*Saved data entries*
>>>>>

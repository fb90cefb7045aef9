//! Integration tests for the health check endpoint and general HTTP behaviour.

mod common;

use axum::http::StatusCode;
use common::{body_json, build_test_app, get};
use sourcepin_pipeline::AdjustPipeline;

// ---------------------------------------------------------------------------
// Test: GET /health returns 200 with status and version
// ---------------------------------------------------------------------------

#[tokio::test]
async fn health_check_returns_ok_with_json() {
    let app = build_test_app(AdjustPipeline::default()).await;
    let response = get(app.router.clone(), "/health").await;

    assert_eq!(response.status(), StatusCode::OK);

    let json = body_json(response).await;
    assert_eq!(json["status"], "ok");
    assert!(json["version"].is_string());
}

// ---------------------------------------------------------------------------
// Test: Unknown route returns 404
// ---------------------------------------------------------------------------

#[tokio::test]
async fn unknown_route_returns_404() {
    let app = build_test_app(AdjustPipeline::default()).await;
    let response = get(app.router.clone(), "/this-route-does-not-exist").await;

    assert_eq!(response.status(), StatusCode::NOT_FOUND);
}

// ---------------------------------------------------------------------------
// Test: x-request-id header is present in response
// ---------------------------------------------------------------------------

#[tokio::test]
async fn response_contains_x_request_id_header() {
    let app = build_test_app(AdjustPipeline::default()).await;
    let response = get(app.router.clone(), "/health").await;

    let request_id = response
        .headers()
        .get("x-request-id")
        .expect("Response must contain an x-request-id header");
    assert_eq!(request_id.to_str().unwrap().len(), 36);
}
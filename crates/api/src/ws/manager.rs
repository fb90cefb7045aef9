use std::collections::HashMap;

use axum::body::Bytes;
use axum::extract::ws::Message;
use sourcepin_core::types::{JobId, Timestamp};
use tokio::sync::{mpsc, RwLock};

/// Channel sender half for pushing messages to a WebSocket connection.
pub type WsSender = mpsc::UnboundedSender<Message>;

/// One live-log connection.
pub struct WsConnection {
    /// Job whose log this connection streams.
    pub job_id: JobId,
    pub sender: WsSender,
    pub connected_at: Timestamp,
}

/// Tracks every open live-log connection so the heartbeat and shutdown
/// can reach them.
///
/// Thread-safe via interior `RwLock`; designed to be wrapped in `Arc` and
/// shared across the application.
pub struct WsManager {
    connections: RwLock<HashMap<String, WsConnection>>,
}

impl WsManager {
    pub fn new() -> Self {
        Self {
            connections: RwLock::new(HashMap::new()),
        }
    }

    /// Register a connection.
    ///
    /// Returns a sender for the log forwarder and the receiver the socket
    /// writer drains.
    pub async fn add(
        &self,
        conn_id: String,
        job_id: JobId,
    ) -> (WsSender, mpsc::UnboundedReceiver<Message>) {
        let (tx, rx) = mpsc::unbounded_channel();
        let conn = WsConnection {
            job_id,
            sender: tx.clone(),
            connected_at: chrono::Utc::now(),
        };
        self.connections.write().await.insert(conn_id, conn);
        (tx, rx)
    }

    pub async fn remove(&self, conn_id: &str) {
        self.connections.write().await.remove(conn_id);
    }

    /// Number of connections watching `job_id`.
    pub async fn watchers(&self, job_id: &JobId) -> usize {
        self.connections
            .read()
            .await
            .values()
            .filter(|conn| &conn.job_id == job_id)
            .count()
    }

    pub async fn connection_count(&self) -> usize {
        self.connections.read().await.len()
    }

    /// Send a Close frame to every connection, then clear the map.
    pub async fn shutdown_all(&self) {
        let mut conns = self.connections.write().await;
        let count = conns.len();
        for conn in conns.values() {
            let _ = conn.sender.send(Message::Close(None));
        }
        conns.clear();
        tracing::info!(count, "Closed all WebSocket connections");
    }

    /// Send a Ping frame to every connected client.
    pub async fn ping_all(&self) {
        let conns = self.connections.read().await;
        for conn in conns.values() {
            let _ = conn.sender.send(Message::Ping(Bytes::new()));
        }
    }
}

impl Default for WsManager {
    fn default() -> Self {
        Self::new()
    }
}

<<<<<

*What this task involves*
The answer is each line from the entries above in which the word "usize" occurs.

*Task result*
    pub async fn watchers(&self, job_id: &JobId) -> usize {
    pub async fn connection_count(&self) -> usize {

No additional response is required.